Monday, December 20, 2010

Bendamustine Continues to Impress

This month, some new trial data came available that continues to illustrate the advantages of the "new" alkylating agent bendamustine (Treanda). Bendamustine is a nitrogen mustard agent that was developed in East Germany in the 1960s. Despite being a very old communist drug, it is now a very new capitalist drug, with the price tag and brand name to boot. It's effective enough that there are now a number of trials looking at whether bendamustine can stand in for the more conventional chemotherapy regimens like CHOP (in combination, of course, with new drugs of choice like rituximab).

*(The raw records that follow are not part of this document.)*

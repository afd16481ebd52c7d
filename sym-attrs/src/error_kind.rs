use proc_macro2::TokenStream as TokenStream2;
use quote::quote;
use syn::{Attribute, Data, DeriveInput, Expr, Fields, Ident, Result};

/// The tags given to the `error` attribute.
#[derive(Default)]
struct Tags {
    message: Option<Expr>,
    labels: Option<Expr>,
    help: Option<Expr>,
    note: Option<Expr>,
}

impl Tags {
    /// Reads the tags from the `#[error(...)]` attribute among `attributes`.
    fn from_attributes(name: &Ident, attributes: &[Attribute]) -> Result<Self> {
        let attr = attributes
            .iter()
            .find(|attr| attr.path().is_ident("error"))
            .ok_or_else(|| syn::Error::new_spanned(name, "missing `#[error(...)]` attribute"))?;

        let mut tags = Self::default();
        attr.parse_nested_meta(|meta| {
            let slot = if meta.path.is_ident("message") {
                &mut tags.message
            } else if meta.path.is_ident("labels") {
                &mut tags.labels
            } else if meta.path.is_ident("help") {
                &mut tags.help
            } else if meta.path.is_ident("note") {
                &mut tags.note
            } else {
                return Err(meta.error("unknown tag, expected `message`, `labels`, `help` or `note`"));
            };

            if slot.is_some() {
                return Err(meta.error("tag given more than once"));
            }
            *slot = Some(meta.value()?.parse()?);
            Ok(())
        })?;

        if tags.message.is_none() {
            return Err(syn::Error::new_spanned(attr, "the `message` tag is required"));
        }
        Ok(tags)
    }
}

/// A `let` statement binding each named field of `self` to a local of the same name.
fn bind_fields(name: &Ident, fields: &Fields) -> Result<TokenStream2> {
    match fields {
        Fields::Named(fields) => {
            let names = fields.named.iter().map(|field| &field.ident);
            Ok(quote! {
                #[allow(unused_variables)]
                let Self { #(#names),* } = self;
            })
        },
        Fields::Unnamed(_) => Err(syn::Error::new_spanned(name, "`ErrorKind` cannot be derived for tuple structs")),
        Fields::Unit => Ok(TokenStream2::new()),
    }
}

/// Generates the `sym_error::ErrorKind` impl for a struct.
pub fn expand(input: DeriveInput) -> Result<TokenStream2> {
    let name = &input.ident;
    let Data::Struct(data) = &input.data else {
        return Err(syn::Error::new_spanned(name, "`ErrorKind` can only be derived for structs"));
    };

    let tags = Tags::from_attributes(name, &input.attrs)?;
    let bind = bind_fields(name, &data.fields)?;
    let message = &tags.message;
    let labels = match &tags.labels {
        Some(labels) => quote! { #labels },
        None => quote! { [""] },
    };
    let help = tags.help.as_ref().map(|help| quote! { builder.set_help(#help); });
    let note = tags.note.as_ref().map(|note| quote! { builder.set_note(#note); });
    let (impl_generics, ty_generics, where_clause) = input.generics.split_for_impl();

    Ok(quote! {
        impl #impl_generics sym_error::ErrorKind for #name #ty_generics #where_clause {
            fn as_any(&self) -> &dyn std::any::Any {
                self
            }

            fn message(&self) -> String {
                #bind
                (#message).to_string()
            }

            fn build_report<'a>(
                &self,
                src_id: &'a str,
                spans: &[std::ops::Range<usize>],
            ) -> sym_error::SourceReport<'a> {
                #bind

                let offset = spans.first().map(|span| span.start).unwrap_or_default();
                let mut builder = ariadne::Report::build(ariadne::ReportKind::Error, src_id, offset)
                    .with_message(#message);

                // one label per span; extra labels or spans are ignored
                for (text, span) in (#labels).into_iter().zip(spans) {
                    let text = text.to_string();
                    let mut label = ariadne::Label::new((src_id, span.clone()))
                        .with_color(sym_error::EXPR);
                    if !text.is_empty() {
                        label = label.with_message(text);
                    }
                    builder.add_label(label);
                }

                #help
                #note
                builder.finish()
            }
        }
    })
}
//! Symbolic differentiation.
//!
//! [`differentiate`] applies the textbook rules node by node: linearity for sums and signs, the
//! product rule for products of any length, the quotient rule and the generalized power rule
//! `d(f ^ g) = f ^ (g - 1) * (f' * g + f * ln(f) * g')`. Functions follow the chain rule; see
//! [`function`] for the elementary derivatives.
//!
//! The result is not simplified, but obviously zero and unit factors are dropped while it is
//! built, so `d(3 * x)` is `3` rather than `0 * x + 3 * 1`. Pass the result to
//! [`simplify`](crate::simplify::simplify) to normalize it.

mod function;

use crate::{
    expr::{ConstructionError, Expr, Variable},
    function::Operator,
    rational::Rational,
    simplify::SimplifyError,
};
use log::{debug, trace};
use thiserror::Error;

/// A derivative could not be computed.
#[derive(Debug, Clone, PartialEq, Error)]
pub enum DerivativeError {
    /// The function has no derivative rule and no body to differentiate.
    #[error("the `{function}` function cannot be differentiated")]
    Unsupported {
        function: String,
    },

    /// A nested `diff` could not be resolved.
    #[error(transparent)]
    Simplify(Box<SimplifyError>),

    #[error(transparent)]
    Construction(#[from] ConstructionError),
}

impl From<SimplifyError> for DerivativeError {
    fn from(error: SimplifyError) -> Self {
        Self::Simplify(Box::new(error))
    }
}

/// Returns `true` if the given [`Expr`] is "clearly" zero. This is only used to prune the
/// derivative while it is built, and is not mathematically rigorous.
fn is_trivially_zero(expr: &Expr) -> bool {
    match expr {
        Expr::Number(value) => value.is_zero(),
        Expr::Function(_) => match expr.as_operator() {
            Some((Operator::Add, args)) => args.iter().all(is_trivially_zero),
            Some((Operator::Subtract, args)) => args.iter().all(is_trivially_zero),
            Some((Operator::Multiply, args)) => args.iter().any(is_trivially_zero),
            Some((Operator::Plus | Operator::Negate, [arg])) => is_trivially_zero(arg),
            Some((Operator::Divide, [dividend, _])) => is_trivially_zero(dividend),
            Some((Operator::Power, [base, exponent])) => {
                is_trivially_zero(base) && !is_trivially_zero(exponent)
            },
            _ => false,
        },
        _ => false,
    }
}

/// Returns `true` if the given [`Expr`] is "clearly" one.
fn is_trivially_unity(expr: &Expr) -> bool {
    match expr {
        Expr::Number(value) => value.is_one(),
        Expr::Function(_) => match expr.as_operator() {
            Some((Operator::Multiply, args)) => args.iter().all(is_trivially_unity),
            Some((Operator::Plus, [arg])) => is_trivially_unity(arg),
            Some((Operator::Divide, [dividend, divisor])) => {
                is_trivially_unity(dividend) && is_trivially_unity(divisor)
            },
            Some((Operator::Power, [base, exponent])) => {
                is_trivially_zero(exponent) || is_trivially_unity(base)
            },
            _ => false,
        },
        _ => false,
    }
}

/// Builds a product, dropping unit factors. If any factor is zero, the product is zero.
#[derive(Default)]
struct MultBuilder(Vec<Expr>);

impl MultBuilder {
    fn mult(&mut self, expr: Expr) {
        if is_trivially_zero(&expr) || self.0.first().is_some_and(is_trivially_zero) {
            self.0 = vec![Expr::from(0)];
            return;
        }

        if !is_trivially_unity(&expr) {
            self.0.push(expr);
        }
    }
}

impl From<MultBuilder> for Expr {
    fn from(mut builder: MultBuilder) -> Self {
        match builder.0.len() {
            0 => Expr::from(1),
            1 => builder.0.remove(0),
            _ => Expr::operator(Operator::Multiply, builder.0),
        }
    }
}

/// Builds a sum, dropping zero terms.
#[derive(Default)]
struct SumBuilder(Vec<Expr>);

impl SumBuilder {
    fn add(&mut self, expr: Expr) {
        if !is_trivially_zero(&expr) {
            self.0.push(expr);
        }
    }

    fn sub(&mut self, expr: Expr) {
        if !is_trivially_zero(&expr) {
            self.0.push(-expr);
        }
    }
}

impl From<SumBuilder> for Expr {
    fn from(mut builder: SumBuilder) -> Self {
        match builder.0.len() {
            0 => Expr::from(0),
            1 => builder.0.remove(0),
            _ => Expr::operator(Operator::Add, builder.0),
        }
    }
}

/// Multiplies the factors with a [`MultBuilder`].
fn product(factors: impl IntoIterator<Item = Expr>) -> Expr {
    let mut builder = MultBuilder::default();
    for factor in factors {
        builder.mult(factor);
    }
    builder.into()
}

/// `dividend / divisor`, or zero if the dividend is clearly zero.
fn quotient(dividend: Expr, divisor: Expr) -> Expr {
    if is_trivially_zero(&dividend) {
        Expr::from(0)
    } else if is_trivially_unity(&divisor) {
        dividend
    } else {
        dividend / divisor
    }
}

/// `(f + g)' = f' + g'`
fn sum_rule(terms: &[Expr], with: &Variable) -> Result<Expr, DerivativeError> {
    let mut sum = SumBuilder::default();
    for term in terms {
        sum.add(derivative(term, with)?);
    }
    Ok(sum.into())
}

/// `(f * g * h)' = f' * g * h + f * g' * h + f * g * h'`
fn product_rule(factors: &[Expr], with: &Variable) -> Result<Expr, DerivativeError> {
    let mut outer_sum = SumBuilder::default();
    for derivative_index in 0..factors.len() {
        let mut inner_mult = MultBuilder::default();
        for (index, factor) in factors.iter().enumerate() {
            if index == derivative_index {
                inner_mult.mult(derivative(factor, with)?);
            } else {
                inner_mult.mult(factor.clone());
            }
        }
        outer_sum.add(inner_mult.into());
    }
    Ok(outer_sum.into())
}

/// `(f / g)' = f' / g - f * g' / g ^ 2`
fn quotient_rule(dividend: &Expr, divisor: &Expr, with: &Variable) -> Result<Expr, DerivativeError> {
    let mut sum = SumBuilder::default();
    sum.add(quotient(derivative(dividend, with)?, divisor.clone()));
    sum.sub(quotient(
        product([dividend.clone(), derivative(divisor, with)?]),
        divisor.clone().pow(Expr::from(2)),
    ));
    Ok(sum.into())
}

/// `(f ^ g)' = f ^ (g - 1) * (f' * g + f * ln(f) * g')`
///
/// The second term vanishes when the exponent is constant, which leaves the familiar
/// `g * f ^ (g - 1) * f'`.
fn power_rule(base: &Expr, exponent: &Expr, with: &Variable) -> Result<Expr, DerivativeError> {
    let mut inner = SumBuilder::default();
    inner.add(product([derivative(base, with)?, exponent.clone()]));

    let exponent_derivative = derivative(exponent, with)?;
    if !is_trivially_zero(&exponent_derivative) {
        inner.add(product([base.clone(), function::ln(base.clone()), exponent_derivative]));
    }

    let lowered = match exponent.as_number() {
        Some(value) => Expr::number(value - Rational::one())?,
        None => exponent.clone() - Expr::from(1),
    };
    let power = if lowered.is_one() {
        base.clone()
    } else {
        base.clone().pow(lowered)
    };
    Ok(product([power, inner.into()]))
}

/// Differentiates one node.
fn derivative(expr: &Expr, with: &Variable) -> Result<Expr, DerivativeError> {
    if is_trivially_zero(expr) {
        return Ok(Expr::from(0));
    }

    match expr {
        Expr::Number(_) | Expr::Constant(_) => Ok(Expr::from(0)),
        Expr::Variable(variable) => Ok(Expr::from(i32::from(variable == with))),
        Expr::Function(call) => match expr.as_operator() {
            Some((Operator::Plus, [arg])) => derivative(arg, with),
            Some((Operator::Negate, [arg])) => {
                let inner = derivative(arg, with)?;
                Ok(if is_trivially_zero(&inner) { inner } else { -inner })
            },
            Some((Operator::Add, terms)) => sum_rule(terms, with),
            Some((Operator::Subtract, [lhs, rhs])) => {
                let mut sum = SumBuilder::default();
                sum.add(derivative(lhs, with)?);
                sum.sub(derivative(rhs, with)?);
                Ok(sum.into())
            },
            Some((Operator::Multiply, factors)) => product_rule(factors, with),
            Some((Operator::Divide, [dividend, divisor])) => quotient_rule(dividend, divisor, with),
            Some((Operator::Power, [base, exponent])) => power_rule(base, exponent, with),
            _ => function::function_derivative(call, with),
        },
    }
}

/// Computes the partial derivative of `expr` with respect to `with`.
///
/// Any `diff` nodes inside `expr` are resolved first. Fails if `expr` applies a function that has
/// neither a derivative rule nor a symbolic body.
pub fn differentiate(expr: &Expr, with: &Variable) -> Result<Expr, DerivativeError> {
    debug!("differentiating `{}` with respect to `{}`", expr, with);
    let result = derivative(expr, with)?;
    trace!("d/d{} `{}` = `{}`", with, expr, result);
    Ok(result)
}

#[cfg(test)]
mod tests {
    use pretty_assertions::assert_eq;
    use crate::{
        expr::Constant,
        function::{Evaluator, Function, PredefinedFunction, UserFunction},
        grammar::parse_expression,
        registry::Registry,
        simplify::simplify,
    };

    use super::*;

    fn x() -> Variable {
        Variable::new("x").unwrap()
    }

    fn registry() -> Registry {
        let mut registry = Registry::default();
        registry.add_variable(x());
        registry.add_variable(Variable::new("y").unwrap());
        registry
    }

    fn parse(source: &str) -> Expr {
        parse_expression(source, &registry()).unwrap()
    }

    /// Differentiates with respect to `x` and simplifies the result.
    fn derive(source: &str) -> String {
        let derivative = differentiate(&parse(source), &x()).unwrap();
        simplify(&derivative).unwrap().to_string()
    }

    #[test]
    fn leaves() {
        assert_eq!(differentiate(&Expr::from(7), &x()), Ok(Expr::from(0)));
        assert_eq!(differentiate(&Expr::from(Constant::Pi), &x()), Ok(Expr::from(0)));
        assert_eq!(differentiate(&parse("x"), &x()), Ok(Expr::from(1)));
        assert_eq!(differentiate(&parse("y"), &x()), Ok(Expr::from(0)));
    }

    #[test]
    fn pruned_while_built() {
        assert_eq!(differentiate(&parse("3 * x"), &x()).unwrap().to_string(), "3");
        assert_eq!(differentiate(&parse("x ^ 2"), &x()).unwrap().to_string(), "x * 2");
        assert_eq!(differentiate(&parse("sin(x)"), &x()).unwrap().to_string(), "cos(x)");
        assert_eq!(differentiate(&parse("y * 5 + 1"), &x()).unwrap().to_string(), "0");
    }

    #[test]
    fn rules() {
        assert_eq!(derive("x ^ 3"), "3 * x ^ 2");
        assert_eq!(derive("sin(x)"), "cos(x)");
        assert_eq!(derive("x ^ 2 + x + 1"), "2 * x + 1");
        assert_eq!(derive("x * y - 4"), "y");
        assert_eq!(derive("1 / x"), "-1 / x ^ 2");
        assert_eq!(derive("cos(2 * x)"), "-2 * sin(2 * x)");
        assert_eq!(derive("exp(x) * x"), "x * exp(x) + exp(x)");
        assert_eq!(derive("diff(x ^ 3, x)"), "6 * x");
    }

    #[test]
    fn user_functions() {
        let formal = Variable::new("t").unwrap();
        let body = Expr::from(formal.clone()).pow(Expr::from(2)) * Expr::from(3);
        let square = Function::from(UserFunction::new("f", vec![formal], body).unwrap());

        let call = square.apply(vec![parse("y")]).unwrap();
        let derivative = differentiate(&call, &Variable::new("y").unwrap()).unwrap();
        assert_eq!(simplify(&derivative).unwrap().to_string(), "6 * y");
    }

    #[test]
    fn user_functions_shadowing_the_library() {
        let formal = Variable::new("t").unwrap();
        let body = Expr::from(formal.clone()).pow(Expr::from(2));
        let mut registry = registry();
        registry.add_function(Function::from(UserFunction::new("sec", vec![formal], body).unwrap()));

        let call = parse_expression("sec(x)", &registry).unwrap();
        let derivative = differentiate(&call, &x()).unwrap();
        assert_eq!(simplify(&derivative).unwrap().to_string(), "2 * x");

        // the library's own `sec` keeps its closed-form rule
        assert_eq!(derive("sec(x)"), "sin(x) / cos(x) ^ 2");
    }

    #[test]
    fn unsupported_functions() {
        let gamma = PredefinedFunction::new("gamma", Evaluator::Unary(f64::exp)).unwrap();
        let call = Function::from(gamma).apply(vec![parse("x")]).unwrap();
        assert_eq!(
            differentiate(&call, &x()),
            Err(DerivativeError::Unsupported { function: "gamma".to_string() }),
        );

        // even with a constant argument
        let call = Function::from(PredefinedFunction::new("gamma", Evaluator::Unary(f64::exp)).unwrap())
            .apply(vec![parse("y")])
            .unwrap();
        assert!(differentiate(&call, &x()).is_err());
    }

    #[cfg(feature = "numerical")]
    mod numerical {
        use std::collections::HashMap;
        use crate::approximate::approximate_with;

        use super::*;

        fn eval_x(expr: &Expr, x: f64) -> f64 {
            let bindings = HashMap::from([("x".to_string(), x)]);
            approximate_with(expr, &bindings).unwrap()
        }

        /// Approximates the derivative with a central difference.
        fn finite_difference(expr: &Expr, x: f64) -> f64 {
            const DX: f64 = 0.00001;
            (eval_x(expr, x + DX) - eval_x(expr, x - DX)) / (2.0 * DX)
        }

        fn test_for_function(function: &'static str, points: impl IntoIterator<Item = f64>) {
            const TOL: f64 = 0.0001;

            let expr = parse(function);
            let symbolic = differentiate(&expr, &x()).unwrap();
            let simplified = simplify(&symbolic).unwrap();

            for point in points {
                let numerically_computed = finite_difference(&expr, point);
                for candidate in [&symbolic, &simplified] {
                    let symbolically_computed = eval_x(candidate, point);
                    assert!(
                        (symbolically_computed - numerically_computed).abs() < TOL,
                        "For \"{function}\" at x={point}, `{candidate}` gave {symbolically_computed} but the finite difference gave {numerically_computed}",
                    );
                }
            }
        }

        const POINTS: [f64; 4] = [0.2, 0.5, 0.9, 1.3];

        #[test]
        fn arithmetic() {
            test_for_function("x^2 + x + 1", POINTS);
            test_for_function("x / (x + 1)", POINTS);
            test_for_function("(x - 1) * (x + 2) * x", POINTS);
            test_for_function("2 ^ x", POINTS);
            test_for_function("x ^ x", POINTS);
            test_for_function("x ^ (1/2) - 3 / x ^ 2", POINTS);
        }

        #[test]
        fn elementary() {
            for function in [
                "sqrt(x)", "exp(2 * x)", "ln(x) * x", "log(x, 2)", "log(3, x + 1)",
                "sin(x) * cos(x)", "tan(x)", "arcsin(x / 2)", "arccos(x / 2)", "arctan(x)",
            ] {
                test_for_function(function, POINTS);
            }
        }

        #[test]
        fn library() {
            for function in [
                "cot(x)", "sec(x)", "cosec(x)", "arccot(x)",
                "sinh(x)", "cosh(x)", "tanh(x)", "coth(x)",
                "arcsinh(x)", "arccosh(x + 2)", "arctanh(x / 3)", "arccoth(x + 2)",
                "sech(x)", "arcsec(x + 2)",
            ] {
                test_for_function(function, POINTS);
            }
        }
    }
}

In Canada, there are currently five ongoing clinical trials involving bendamustine that are looking for test subjects with lymphoma. These include an ofatumumab trial in refractory patients (bendamustine versus O-B), a GA101 study in refractory patients (bendamustine versus B-GA101) the major BRIGHT Study for new patients (B-R going head to head with the older standbys, R-CHOP and R-CVP). A sixth trial is looking at bendamustine in childhood leukemia patients.
In this month's issue of Clinical Lymphoma, Myeloma & Leukemia, Georgetown researcher Bruce Cheson et al. look at results from two recent American trials involving 161 patients with relapsed or refractory (resistant) indolent lymphoma following prior rituximab regimens. About two-thirds of the patients had follicular lymphoma. They were given 6-8 cycles of bendamustine monotherapy, which had a response rate of 76%, including 23% complete responses (remission). Unfortunately most of these were not long-lasting remissions: half lasted 10 months or less, and about one-quarter survived two years progression-free. Still, it does suggest the communists got something right.

The recent American Society of Hematology (ASH) Conference also featured a paper by Matthias Rummel et al., researchers in Germany, on the benefits of bendamustine in relapsed patients, this one involving combination bendamustine-rituximab therapy. They enrolled 219 patients with relapsed follicular and mantle cell lymphoma in 2003 (about 2/3 of whom had Stage IV disease), and randomized them to receive either rituximab and bendamustine, or rituximab and fludarabine (Fludara), a purine analog. The "B-R" regimen had a higher overall response rate (84%-52%), a higher complete remission rate (38%-16%), and a higher median progression-free survival (30 months-11 months).

I have only the abstract to work with at the moment, but some further comments on this study are necessary. This study reads as a straight-up comparison of bendamustine and fludarabine, with bendamustine winning (summary: the German drug wins, say the Germans). The abstract doesn't indicate whether the patients in this study had relapsed after rituximab; this would be the norm if a study started today, but in 2003, it would be reasonable to guess that at least some eligible patients would not have had rituximab before. Whether this might affect the results, and how, is difficult to say for certain.